J’étais, mardi 20 août, l’invité d’un jour de la matinale de France Inter pour un éditorial politique. Sujet : le séminaire gouvernemental sur la France de 2025 tenu la veille. C’est à écouter ou à lire ci après, agrémenté d’un post-scriptum inédit.
C’était il y a tout juste un an. François Hollande donnait le « bon à tirer » d’un petit livre de dialogue avec Edgar Morin, cet esprit libre qui a toujours bousculé la gauche. Le sociologue lui disait ceci : « On ne peut rétablir confiance et espérance que si l’on indique une voie nouvelle. Pas seulement la promesse de sortir de la crise mais aussi de changer la logique dominante. » Et celui qui, entretemps, est devenu président de la République lui répondait cela : « La politique ne se réduit pas à la bonne intendance de l’économie. On semble l’avoir oublié. Pendant les dernières décennies, la politique a trop abdiqué devant l’économique. »
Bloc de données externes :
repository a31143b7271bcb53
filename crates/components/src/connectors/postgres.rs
use crate::config_map::ConfigMap;
use crate::connectors::{
    already_specified, common_fields, exclude_list, include_list, topic_prefix,
    ConnectorDefinition,
};
use crate::fields::{FieldSpec, FieldType};

pub const ALIAS: &str = "postgres";
pub const CONNECTOR_CLASS_NAME: &str = "io.debezium.connector.postgresql.PostgresConnector";

pub const HOSTNAME: &str = "database.hostname";
pub const PORT: &str = "database.port";
pub const USER: &str = "database.user";
pub const PASSWORD: &str = "database.password";
pub const DBNAME: &str = "database.dbname";
pub const SSLMODE: &str = "database.sslmode";
pub const SSLROOTCERT: &str = "database.sslrootcert";
pub const CONNECT_TIMEOUT_MS: &str = "database.connect.timeout.ms";
pub const PLUGIN_NAME: &str = "plugin.name";
pub const SLOT_NAME: &str = "slot.name";
pub const PUBLICATION_AUTOCREATE_MODE: &str = "publication.autocreate.mode";
pub const SNAPSHOT_MODE: &str = "snapshot.mode";
pub const SCHEMA_INCLUDE_LIST: &str = "schema.include.list";
pub const SCHEMA_EXCLUDE_LIST: &str = "schema.exclude.list";
pub const TABLE_INCLUDE_LIST: &str = "table.include.list";
pub const TABLE_EXCLUDE_LIST: &str = "table.exclude.list";

pub const DEFAULT_PORT: &str = "5432";
pub const DEFAULT_SSLMODE: &str = "prefer";
pub const DEFAULT_CONNECT_TIMEOUT_MS: &str = "30000";
pub const MAX_SLOT_NAME_LEN: usize = 63;

/// sslmode values that refuse to fall back to plain text.
pub const TLS_REQUIRED_SSLMODES: &[&str] = &["require", "verify-ca", "verify-full"];

const SSLMODES: &[&str] = &["disable", "prefer", "allow", "require", "verify-ca", "verify-full"];
const PLUGINS: &[&str] = &["decoderbufs", "pgoutput"];
const PUBLICATION_MODES: &[&str] = &["all_tables", "disabled", "filtered", "no_tables"];
const SNAPSHOT_MODES: &[&str] = &[
    "always",
    "initial",
    "initial_only",
    "no_data",
    "never",
    "when_needed",
    "configuration_based",
    "custom",
];

/// Field table of the Debezium Postgres source connector.
pub fn definition() -> ConnectorDefinition {
    ConnectorDefinition::new(ALIAS, CONNECTOR_CLASS_NAME, HOSTNAME)
        .fields(common_fields(CONNECTOR_CLASS_NAME))
        /* ---------------------- CONNECTION --------------------- */
        .field(
            FieldSpec::new(HOSTNAME)
                .required()
                .with_validator(validate_hostname)
                .with_description("IP address or hostname of the PostgreSQL server."),
        )
        .field(
            FieldSpec::new(PORT)
                .with_type(FieldType::Int { min: 1, max: 65535 })
                .with_default(DEFAULT_PORT),
        )
        .field(FieldSpec::new(USER).required())
        .field(FieldSpec::new(PASSWORD))
        .field(FieldSpec::new(DBNAME).required())
        .field(
            FieldSpec::new(SSLMODE)
                .with_type(FieldType::Enum(SSLMODES))
                .with_default(DEFAULT_SSLMODE),
        )
        .field(FieldSpec::new(SSLROOTCERT).with_description(
            "PEM file of the CAs trusted under verify-ca and verify-full. Defaults to the Mozilla roots.",
        ))
        .field(
            FieldSpec::new(CONNECT_TIMEOUT_MS)
                .with_type(FieldType::positive_int())
                .with_default(DEFAULT_CONNECT_TIMEOUT_MS),
        )
        /* ---------------------- TOPICS AND REPLICATION --------------------- */
        .field(topic_prefix())
        .field(
            FieldSpec::new(PLUGIN_NAME)
                .with_type(FieldType::Enum(PLUGINS))
                .with_default("decoderbufs"),
        )
        .field(
            FieldSpec::new(SLOT_NAME)
                .with_default("debezium")
                .with_validator(validate_slot_name)
                .with_description("Logical decoding slot used for streaming changes."),
        )
        .field(
            FieldSpec::new(PUBLICATION_AUTOCREATE_MODE)
                .with_type(FieldType::Enum(PUBLICATION_MODES))
                .with_default("all_tables"),
        )
        .field(
            FieldSpec::new(SNAPSHOT_MODE)
                .with_type(FieldType::Enum(SNAPSHOT_MODES))
                .with_default("initial"),
        )
        /* ---------------------- FILTERING --------------------- */
        .field(include_list(SCHEMA_INCLUDE_LIST))
        .field(exclude_list(SCHEMA_EXCLUDE_LIST, validate_schema_exclude))
        .field(include_list(TABLE_INCLUDE_LIST))
        .field(exclude_list(TABLE_EXCLUDE_LIST, validate_table_exclude))
        .connection_dependencies(&[
            PORT,
            USER,
            PASSWORD,
            DBNAME,
            SSLMODE,
            SSLROOTCERT,
            CONNECT_TIMEOUT_MS,
        ])
}

fn validate_hostname(spec: &FieldSpec, config: &ConfigMap) -> Option<String> {
    let host = config.value(spec.name())?;
    if host.contains("://") {
        Some("Expected a host name, not a URL".to_string())
    } else if host.chars().any(char::is_whitespace) {
        Some("Host name must not contain whitespace".to_string())
    } else {
        None
    }
}

fn validate_slot_name(spec: &FieldSpec, config: &ConfigMap) -> Option<String> {
    let slot = spec.value(config)?;
    if slot.len() > MAX_SLOT_NAME_LEN {
        return Some(format!(
            "Slot name must be at most {MAX_SLOT_NAME_LEN} characters"
        ));
    }
    let legal = |c: char| c.is_ascii_lowercase() || c.is_ascii_digit() || c == '_';
    if slot.chars().all(legal) {
        None
    } else {
        Some(format!(
            "Slot name '{slot}' may only contain lower case letters, digits and underscores"
        ))
    }
}

fn validate_schema_exclude(spec: &FieldSpec, config: &ConfigMap) -> Option<String> {
    already_specified(spec, config, SCHEMA_INCLUDE_LIST)
}

fn validate_table_exclude(spec: &FieldSpec, config: &ConfigMap) -> Option<String> {
    already_specified(spec, config, TABLE_INCLUDE_LIST)
}
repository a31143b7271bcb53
use crate::config::error::ConfigError;
use crate::config::ValidatorConfig;
use std::fs;
use std::path::Path;

/// Reads the service configuration.
///
/// `None` yields the defaults. A path that does not exist is an error rather
/// than a silent fallback, so a typo in `--config-path` is noticed.
pub fn read_config(path: Option<&Path>) -> Result<ValidatorConfig, ConfigError> {
    let config = match path {
        None => ValidatorConfig::default(),
        Some(path) => {
            if !path.exists() {
                return Err(ConfigError::incorrect_path(path));
            }
            tracing::info!("loading validator config from {}", path.display());
            let file = fs::File::open(path)?;
            let raw: Option<ValidatorConfig> = serde_yaml::from_reader(file)?;
            raw.unwrap_or_default()
        }
    };

    config.validate()?;
    Ok(config)
}
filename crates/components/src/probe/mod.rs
#[cfg(any(test, feature = "stub-probe"))]
pub mod stub;

use crate::config_map::ConfigMap;
use async_trait::async_trait;
use serde::Serialize;
use std::error::Error as StdError;
use std::fmt;
use std::time::Duration;

pub const UNABLE_TO_CONNECT: &str = "Unable to connect: ";

/// Upper bound of the share of a probe budget kept back from the driver.
pub const MAX_DEADLINE_MARGIN: Duration = Duration::from_secs(1);

/// Why a probe could not confirm the target store.
#[derive(Serialize, Debug, Clone, Copy, PartialEq, Eq)]
#[serde(rename_all = "kebab-case")]
pub enum ProbeFailureKind {
    /// Name resolution, refused or unroutable connections.
    Unreachable,
    /// The store answered but rejected the supplied credentials.
    AuthRejected,
    /// The store answered but its topology does not match the request,
    /// e.g. a replica set name that no member reports.
    TopologyMismatch,
    /// Nothing conclusive happened before the deadline.
    Timeout,
    Other,
}

impl fmt::Display for ProbeFailureKind {
    fn fmt(&self, f: &mut fmt::Formatter<'_>) -> fmt::Result {
        let kind = match self {
            ProbeFailureKind::Unreachable => "unreachable",
            ProbeFailureKind::AuthRejected => "auth-rejected",
            ProbeFailureKind::TopologyMismatch => "topology-mismatch",
            ProbeFailureKind::Timeout => "timeout",
            ProbeFailureKind::Other => "other",
        };
        f.write_str(kind)
    }
}

#[derive(Debug, Clone, PartialEq, Eq)]
pub struct ProbeFailure {
    pub kind: ProbeFailureKind,
    /// Most specific driver supplied text.
    pub detail: String,
}

impl ProbeFailure {
    pub fn new(kind: ProbeFailureKind, detail: impl Into<String>) -> Self {
        Self {
            kind,
            detail: detail.into(),
        }
    }

    pub fn unreachable(detail: impl Into<String>) -> Self {
        Self::new(ProbeFailureKind::Unreachable, detail)
    }

    pub fn auth_rejected(detail: impl Into<String>) -> Self {
        Self::new(ProbeFailureKind::AuthRejected, detail)
    }

    pub fn topology_mismatch(detail: impl Into<String>) -> Self {
        Self::new(ProbeFailureKind::TopologyMismatch, detail)
    }

    pub fn other(detail: impl Into<String>) -> Self {
        Self::new(ProbeFailureKind::Other, detail)
    }

    pub fn timeout(after: Duration) -> Self {
        Self::new(
            ProbeFailureKind::Timeout,
            format!(
                "Timed out after {} ms waiting for the data source to respond",
                after.as_millis()
            ),
        )
    }

    /// User facing text attached to the connection property.
    pub fn message(&self) -> String {
        format!("{UNABLE_TO_CONNECT}{}", self.detail)
    }
}

#[derive(Debug, Clone, PartialEq, Eq)]
pub enum ProbeOutcome {
    Reachable,
    Failed(ProbeFailure),
}

impl ProbeOutcome {
    pub fn is_reachable(&self) -> bool {
        matches!(self, ProbeOutcome::Reachable)
    }
}

impl From<ProbeFailure> for ProbeOutcome {
    fn from(failure: ProbeFailure) -> Self {
        ProbeOutcome::Failed(failure)
    }
}

/// Live, single-shot check that the configured store can be reached and
/// accepts the supplied credentials.
///
/// Implementations wrap a native driver and must turn every driver fault
/// into a [`ProbeOutcome`]. They must also release whatever they open when
/// the returned future completes *or is dropped*: the caller abandons the
/// future once its deadline passes.
#[async_trait]
pub trait ConnectivityProbe: Send + Sync {
    /// Short label used in logs.
    fn name(&self) -> &'static str;

    /// `timeout` is the budget the caller enforces; pass it on to driver
    /// level connect/selection timeouts.
    async fn probe(&self, config: &ConfigMap, timeout: Duration) -> ProbeOutcome;
}

/// Runs `probe` with a deadline measured from this call.
pub async fn probe_with_deadline(
    probe: &dyn ConnectivityProbe,
    config: &ConfigMap,
    timeout: Duration,
) -> ProbeOutcome {
    match tokio::time::timeout(timeout, probe.probe(config, timeout)).await {
        Ok(outcome) => outcome,
        Err(_) => ProbeFailure::timeout(timeout).into(),
    }
}

/// Time a driver may spend on its own connect/selection timeouts inside a
/// probe budget. Strictly below `budget` (for any non-zero budget) so the
/// driver reports its own failure before [`probe_with_deadline`] gives up.
pub fn driver_deadline(budget: Duration) -> Duration {
    budget - (budget / 5).min(MAX_DEADLINE_MARGIN)
}

/// Text of the innermost error in a `source()` chain.
pub fn most_specific_cause(err: &(dyn StdError + 'static)) -> String {
    let mut current = err;
    while let Some(source) = current.source() {
        current = source;
    }
    current.to_string()
}
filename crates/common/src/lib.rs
pub mod config;
pub mod error;
//! MQTT Broker Adapter
//!
//! Implements the `MessageBroker` port with `rumqttc`. The initial connect
//! polls the event loop until the broker's CONNACK arrives; after that the
//! event loop moves into a background pump task that turns packets into
//! [`PublisherEvent`]s and keeps reconnecting on failure.

use std::time::Duration;

use async_trait::async_trait;
use parking_lot::Mutex;
use rumqttc::{
    AsyncClient, ConnectionError, Event, EventLoop, MqttOptions, Outgoing, Packet, QoS, Transport,
};
use tokio::task::JoinHandle;
use tokio::time::{sleep, timeout};
use tracing::{debug, error, info, instrument, warn};

use crate::domain::events::{EventSender, PublisherEvent};
use crate::domain::ports::MessageBroker;
use crate::error::{Error, Result};

/// Default MQTT-over-TLS port.
pub const DEFAULT_TLS_PORT: u16 = 8883;

// =============================================================================
// Configuration
// =============================================================================

/// Configuration for the MQTT broker connection
#[derive(Clone)]
pub struct MqttConfig {
    /// Broker host name
    pub host: String,

    /// Broker port
    pub port: u16,

    /// Username for broker authentication
    pub username: Option<String>,

    /// Password for broker authentication
    pub password: Option<String>,

    /// MQTT client identifier
    pub client_id: String,

    /// Use TLS with the platform's root certificates
    pub tls: bool,

    /// Delivery guarantee for published readings
    pub qos: QoS,

    /// Keep-alive interval
    pub keep_alive: Duration,

    /// How long to wait for the broker's CONNACK at startup
    pub connect_timeout: Duration,

    /// Delay between reconnect attempts after the connection drops
    pub reconnect_delay: Duration,

    /// How long a graceful disconnect may take before the pump is aborted
    pub shutdown_timeout: Duration,

    /// Capacity of the client's outgoing request queue
    pub request_capacity: usize,
}

impl Default for MqttConfig {
    fn default() -> Self {
        Self {
            host: "localhost".to_string(),
            port: DEFAULT_TLS_PORT,
            username: None,
            password: None,
            client_id: format!("{}-{}", env!("CARGO_PKG_NAME"), uuid::Uuid::new_v4()),
            tls: true,
            qos: QoS::AtMostOnce,
            keep_alive: Duration::from_secs(60),
            connect_timeout: Duration::from_secs(10),
            reconnect_delay: Duration::from_secs(1),
            shutdown_timeout: Duration::from_secs(5),
            request_capacity: 1000,
        }
    }
}

impl MqttConfig {
    /// `host:port` of the broker.
    pub fn endpoint(&self) -> String {
        format!("{}:{}", self.host, self.port)
    }

    fn mqtt_options(&self) -> MqttOptions {
        let mut options = MqttOptions::new(&self.client_id, &self.host, self.port);
        options.set_keep_alive(self.keep_alive);
        options.set_clean_session(true);

        if let Some(username) = &self.username {
            options.set_credentials(username, self.password.clone().unwrap_or_default());
        }

        if self.tls {
            options.set_transport(Transport::tls_with_default_config());
        }

        options
    }
}

impl std::fmt::Debug for MqttConfig {
    fn fmt(&self, f: &mut std::fmt::Formatter<'_>) -> std::fmt::Result {
        f.debug_struct("MqttConfig")
            .field("endpoint", &self.endpoint())
            .field("username", &self.username)
            .field("client_id", &self.client_id)
            .field("tls", &self.tls)
            .field("qos", &self.qos)
            .finish()
    }
}

/// Parse an MQTT QoS level.
pub fn parse_qos(level: u8) -> Result<QoS> {
    match level {
        0 => Ok(QoS::AtMostOnce),
        1 => Ok(QoS::AtLeastOnce),
        2 => Ok(QoS::ExactlyOnce),
        other => Err(Error::Config(format!(
            "Invalid MQTT QoS level {} (expected 0, 1 or 2)",
            other
        ))),
    }
}

// =============================================================================
// Broker
// =============================================================================

/// MQTT broker client with a background event pump.
pub struct MqttBroker {
    client: AsyncClient,
    qos: QoS,
    endpoint: String,
    shutdown_timeout: Duration,
    pump: Mutex<Option<JoinHandle<()>>>,
}

impl MqttBroker {
    /// Connect to the broker and wait for it to accept the session.
    ///
    /// Fails if the broker refuses the connection, the transport fails, or
    /// no CONNACK arrives within `connect_timeout`.
    #[instrument(skip(config, events), fields(endpoint = %config.endpoint()))]
    pub async fn connect(config: MqttConfig, events: EventSender) -> Result<Self> {
        let endpoint = config.endpoint();
        let (client, mut eventloop) =
            AsyncClient::new(config.mqtt_options(), config.request_capacity);

        let session_present = match timeout(config.connect_timeout, await_connack(&mut eventloop))
            .await
        {
            Ok(Ok(session_present)) => session_present,
            Ok(Err(e)) => {
                return Err(Error::BrokerConnection {
                    endpoint,
                    reason: e.to_string(),
                })
            }
            Err(_) => {
                return Err(Error::BrokerTimeout {
                    endpoint,
                    timeout_secs: config.connect_timeout.as_secs(),
                })
            }
        };

        info!("Connected to MQTT broker at {}", endpoint);
        let _ = events.send(PublisherEvent::broker_connected(&endpoint, session_present));

        let pump = tokio::spawn(run_event_pump(
            eventloop,
            endpoint.clone(),
            events,
            config.reconnect_delay,
        ));

        Ok(Self {
            client,
            qos: config.qos,
            endpoint,
            shutdown_timeout: config.shutdown_timeout,
            pump: Mutex::new(Some(pump)),
        })
    }

    /// Broker endpoint this client is connected to.
    pub fn endpoint(&self) -> &str {
        &self.endpoint
    }
}

impl std::fmt::Debug for MqttBroker {
    fn fmt(&self, f: &mut std::fmt::Formatter<'_>) -> std::fmt::Result {
        f.debug_struct("MqttBroker")
            .field("endpoint", &self.endpoint)
            .field("qos", &self.qos)
            .finish()
    }
}

#[async_trait]
impl MessageBroker for MqttBroker {
    fn publish(&self, topic: &str, payload: Vec<u8>) -> Result<()> {
        self.client
            .try_publish(topic, self.qos, false, payload)
            .map_err(|e| Error::Publish {
                topic: topic.to_string(),
                reason: e.to_string(),
            })
    }

    #[instrument(skip(self), fields(endpoint = %self.endpoint))]
    async fn disconnect(&self) -> Result<()> {
        let pump = self.pump.lock().take();
        let Some(mut pump) = pump else {
            debug!("MQTT client already disconnected");
            return Ok(());
        };

        let graceful = timeout(self.shutdown_timeout, async {
            self.client
                .disconnect()
                .await
                .map_err(|e| Error::Internal(format!("Failed to request disconnect: {}", e)))?;
            (&mut pump)
                .await
                .map_err(|e| Error::Internal(format!("MQTT event pump failed: {}", e)))
        })
        .await;

        match graceful {
            Ok(Ok(())) => {
                info!("Disconnected from MQTT broker");
                Ok(())
            }
            Ok(Err(e)) => {
                pump.abort();
                Err(e)
            }
            Err(_) => {
                warn!(
                    "MQTT disconnect did not complete within {:?}, aborting event pump",
                    self.shutdown_timeout
                );
                pump.abort();
                Ok(())
            }
        }
    }
}

// =============================================================================
// Event Pump
// =============================================================================

/// Poll until the broker accepts the connection.
async fn await_connack(eventloop: &mut EventLoop) -> std::result::Result<bool, ConnectionError> {
    loop {
        if let Event::Incoming(Packet::ConnAck(ack)) = eventloop.poll().await? {
            return Ok(ack.session_present);
        }
    }
}

/// Drive the connection until a disconnect is written.
///
/// Connection errors are reported and followed by a fixed delay; the next
/// poll re-establishes the session.
async fn run_event_pump(
    mut eventloop: EventLoop,
    endpoint: String,
    events: EventSender,
    reconnect_delay: Duration,
) {
    loop {
        match eventloop.poll().await {
            Ok(Event::Incoming(Packet::ConnAck(ack))) => {
                info!("Reconnected to MQTT broker at {}", endpoint);
                let _ = events.send(PublisherEvent::broker_connected(
                    &endpoint,
                    ack.session_present,
                ));
            }
            Ok(Event::Incoming(Packet::PubAck(ack))) => {
                let _ = events.send(PublisherEvent::publish_acknowledged(ack.pkid));
            }
            Ok(Event::Incoming(Packet::PubComp(comp))) => {
                let _ = events.send(PublisherEvent::publish_acknowledged(comp.pkid));
            }
            Ok(Event::Outgoing(Outgoing::Publish(pkid))) => {
                let _ = events.send(PublisherEvent::message_sent(pkid));
            }
            Ok(Event::Outgoing(Outgoing::Disconnect)) => {
                let _ = events.send(PublisherEvent::broker_disconnected(&endpoint));
                break;
            }
            Ok(_) => {}
            Err(e) => {
                error!("MQTT connection error: {}", e);
                let _ = events.send(PublisherEvent::connection_lost(&endpoint, e.to_string()));
                sleep(reconnect_delay).await;
            }
        }
    }

    debug!("MQTT event pump stopped");
}
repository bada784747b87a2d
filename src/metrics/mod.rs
//! Metrics module
//!
//! Prometheus metrics derived from publisher events.

mod exporter;

pub use exporter::{PrometheusEventPublisher, METRIC_PREFIX};
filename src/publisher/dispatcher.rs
//! Event Dispatcher
//!
//! Drains the event channel into an [`EventPublisher`] on a background
//! task, so producers never wait on observability sinks.

use std::sync::Arc;

use tokio::task::JoinHandle;
use tracing::{debug, warn};

use crate::domain::events::EventReceiver;
use crate::domain::ports::EventPublisher;

/// Spawn a task forwarding every event from `events` to `sink`.
///
/// The task ends once every sender has been dropped and the channel is
/// drained; it resolves to the number of events forwarded.
pub fn spawn_dispatcher(events: EventReceiver, sink: Arc<dyn EventPublisher>) -> JoinHandle<u64> {
    tokio::spawn(dispatch(events, sink))
}

async fn dispatch(mut events: EventReceiver, sink: Arc<dyn EventPublisher>) -> u64 {
    let mut forwarded = 0;

    while let Some(event) = events.recv().await {
        let event_type = event.event_type();
        if let Err(e) = sink.publish(event).await {
            warn!(event_type = %event_type, "Event sink rejected event: {}", e);
            continue;
        }
        forwarded += 1;
    }

    debug!("Event dispatcher drained after {} events", forwarded);
    forwarded
}
//! Vital-Sign Generator
//!
//! Fabricates one [`Reading`] per call. Every field is sampled
//! independently from a uniform distribution over a fixed range; no
//! physiological correlation is modelled.

use std::ops::RangeInclusive;

use chrono::{Local, NaiveDateTime};
use rand::Rng;
use serde::{Deserialize, Serialize};

use crate::domain::UserId;
use crate::error::Result;

// =============================================================================
// Ranges
// =============================================================================

/// Heart rate, beats per minute.
pub const HEART_RATE_RANGE: RangeInclusive<u32> = 60..=100;

/// Oxygen saturation, percent.
pub const OXYGEN_SATURATION_RANGE: RangeInclusive<u32> = 92..=100;

/// Body temperature, degrees Celsius.
pub const TEMPERATURE_RANGE: RangeInclusive<f64> = 36.5..=38.5;

/// Systolic blood pressure, mmHg.
pub const SYSTOLIC_RANGE: RangeInclusive<u32> = 100..=130;

/// Diastolic blood pressure, mmHg.
pub const DIASTOLIC_RANGE: RangeInclusive<u32> = 70..=90;

/// Respiratory rate, breaths per minute.
pub const RESPIRATORY_RATE_RANGE: RangeInclusive<u32> = 12..=20;

/// Local timestamp layout used in payloads.
pub const TIMESTAMP_FORMAT: &str = "%Y-%m-%d %H:%M:%S";

// =============================================================================
// Reading
// =============================================================================

/// One synthetic vital-sign record for one user at one point in time.
///
/// Field order matches the wire payload.
#[derive(Debug, Clone, PartialEq, Serialize, Deserialize)]
#[serde(rename_all = "camelCase")]
pub struct Reading {
    pub user_id: String,
    pub heart_rate: u32,
    pub oxygen_saturation: u32,
    /// Rounded to one decimal place
    pub temperature: f64,
    /// `"{systolic}/{diastolic}"`
    pub blood_pressure: String,
    pub respiratory_rate: u32,
    /// Local time, `YYYY-MM-DD HH:MM:SS`
    pub timestamp: String,
}

impl Reading {
    /// Serialize to the JSON payload published on the broker.
    pub fn to_payload(&self) -> Result<Vec<u8>> {
        Ok(serde_json::to_vec(self)?)
    }
}

// =============================================================================
// Generation
// =============================================================================

/// Generate a reading for `user_id` using the thread-local RNG and the
/// current local time.
pub fn generate(user_id: &UserId) -> Reading {
    generate_with(
        &mut rand::thread_rng(),
        user_id,
        Local::now().naive_local(),
    )
}

/// Generate a reading with an explicit RNG and clock value.
pub fn generate_with<R: Rng>(rng: &mut R, user_id: &UserId, now: NaiveDateTime) -> Reading {
    let systolic = rng.gen_range(SYSTOLIC_RANGE);
    let diastolic = rng.gen_range(DIASTOLIC_RANGE);

    Reading {
        user_id: user_id.to_string(),
        heart_rate: rng.gen_range(HEART_RATE_RANGE),
        oxygen_saturation: rng.gen_range(OXYGEN_SATURATION_RANGE),
        temperature: round_to_tenth(rng.gen_range(TEMPERATURE_RANGE)),
        blood_pressure: format!("{}/{}", systolic, diastolic),
        respiratory_rate: rng.gen_range(RESPIRATORY_RATE_RANGE),
        timestamp: now.format(TIMESTAMP_FORMAT).to_string(),
    }
}

fn round_to_tenth(value: f64) -> f64 {
    (value * 10.0).round() / 10.0
}

// =============================================================================
// Tests
// =============================================================================

#[cfg(test)]
mod tests {
    use super::*;
    use chrono::NaiveDate;
    use proptest::prelude::*;
    use rand::rngs::StdRng;
    use rand::SeedableRng;

    fn fixed_time() -> NaiveDateTime {
        NaiveDate::from_ymd_opt(2025, 3, 14)
            .unwrap()
            .and_hms_opt(9, 5, 7)
            .unwrap()
    }

    fn parse_blood_pressure(value: &str) -> (u32, u32) {
        let (systolic, diastolic) = value.split_once('/').unwrap();
        (systolic.parse().unwrap(), diastolic.parse().unwrap())
    }

    fn temperature_text(reading: &Reading) -> String {
        let value = serde_json::to_value(reading).unwrap();
        value["temperature"].to_string()
    }

    proptest! {
        #[test]
        fn prop_fields_within_ranges(seed in any::<u64>()) {
            let mut rng = StdRng::seed_from_u64(seed);
            let reading = generate_with(&mut rng, &UserId::new("u1"), fixed_time());

            prop_assert!(HEART_RATE_RANGE.contains(&reading.heart_rate));
            prop_assert!(OXYGEN_SATURATION_RANGE.contains(&reading.oxygen_saturation));
            prop_assert!(TEMPERATURE_RANGE.contains(&reading.temperature));
            prop_assert!(RESPIRATORY_RATE_RANGE.contains(&reading.respiratory_rate));

            let (systolic, diastolic) = parse_blood_pressure(&reading.blood_pressure);
            prop_assert!(SYSTOLIC_RANGE.contains(&systolic));
            prop_assert!(DIASTOLIC_RANGE.contains(&diastolic));
        }

        #[test]
        fn prop_temperature_has_one_fractional_digit(seed in any::<u64>()) {
            let mut rng = StdRng::seed_from_u64(seed);
            let reading = generate_with(&mut rng, &UserId::new("u1"), fixed_time());

            let text = temperature_text(&reading);
            let (_, fraction) = text.split_once('.').unwrap();
            prop_assert_eq!(fraction.len(), 1, "temperature rendered as {}", text);
        }
    }

    #[test]
    fn test_timestamp_format() {
        let mut rng = StdRng::seed_from_u64(1);
        let reading = generate_with(&mut rng, &UserId::new("u1"), fixed_time());
        assert_eq!(reading.timestamp, "2025-03-14 09:05:07");
    }

    #[test]
    fn test_generate_uses_user_id() {
        let reading = generate(&UserId::new("65f1c0ffee"));
        assert_eq!(reading.user_id, "65f1c0ffee");
        assert_eq!(reading.timestamp.len(), "YYYY-MM-DD HH:MM:SS".len());
    }

    #[test]
    fn test_payload_keys_and_order() {
        let mut rng = StdRng::seed_from_u64(7);
        let reading = generate_with(&mut rng, &UserId::new("u1"), fixed_time());

        let payload = String::from_utf8(reading.to_payload().unwrap()).unwrap();
        let keys = [
            "\"userId\"",
            "\"heartRate\"",
            "\"oxygenSaturation\"",
            "\"temperature\"",
            "\"bloodPressure\"",
            "\"respiratoryRate\"",
            "\"timestamp\"",
        ];

        let positions: Vec<usize> = keys.iter().map(|k| payload.find(k).unwrap()).collect();
        let mut sorted = positions.clone();
        sorted.sort_unstable();
        assert_eq!(positions, sorted);

        let value: serde_json::Value = serde_json::from_slice(&reading.to_payload().unwrap()).unwrap();
        assert_eq!(value.as_object().unwrap().len(), keys.len());
    }

    #[test]
    fn test_independent_samples_share_field_names() {
        let user = UserId::new("u1");
        let mut rng = StdRng::seed_from_u64(42);

        let first = serde_json::to_value(generate_with(&mut rng, &user, fixed_time())).unwrap();
        let samples: Vec<serde_json::Value> = (0..32)
            .map(|_| serde_json::to_value(generate_with(&mut rng, &user, fixed_time())).unwrap())
            .collect();

        let first_keys: Vec<&String> = first.as_object().unwrap().keys().collect();
        for sample in &samples {
            let keys: Vec<&String> = sample.as_object().unwrap().keys().collect();
            assert_eq!(keys, first_keys);
        }

        // With 33 draws across five ranges, identical readings every time
        // would mean the generator is caching.
        assert!(samples.iter().any(|s| s != &first));
    }

    #[test]
    fn test_round_to_tenth() {
        assert_eq!(round_to_tenth(36.54), 36.5);
        assert_eq!(round_to_tenth(36.56), 36.6);
        assert_eq!(round_to_tenth(38.5), 38.5);
    }
}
C’est d’abord ce qu’il faut retenir de ce séminaire de rentrée : l’aveu que le nouveau pouvoir avait oublié cet avertissement. Qu’il manquait de vision, d’ambition, d’audace.... Bref, qu’il gouvernait au jour le jour. En somme, qu’il était tombé exactement dans ce piège qui menace toujours ceux qui sont aux affaires, piège sur lequel l’avait alerté le même Edgar Morin : à force de faire de l’urgence l’essentiel, on perd de vue l’urgence de l’essentiel. C’est pourquoi ce séminaire sur la France de 2025 n’est pas en soi une mauvaise idée. Un pouvoir qui réfléchit, qui débat, qui échange, ça nous change, et plutôt en bien.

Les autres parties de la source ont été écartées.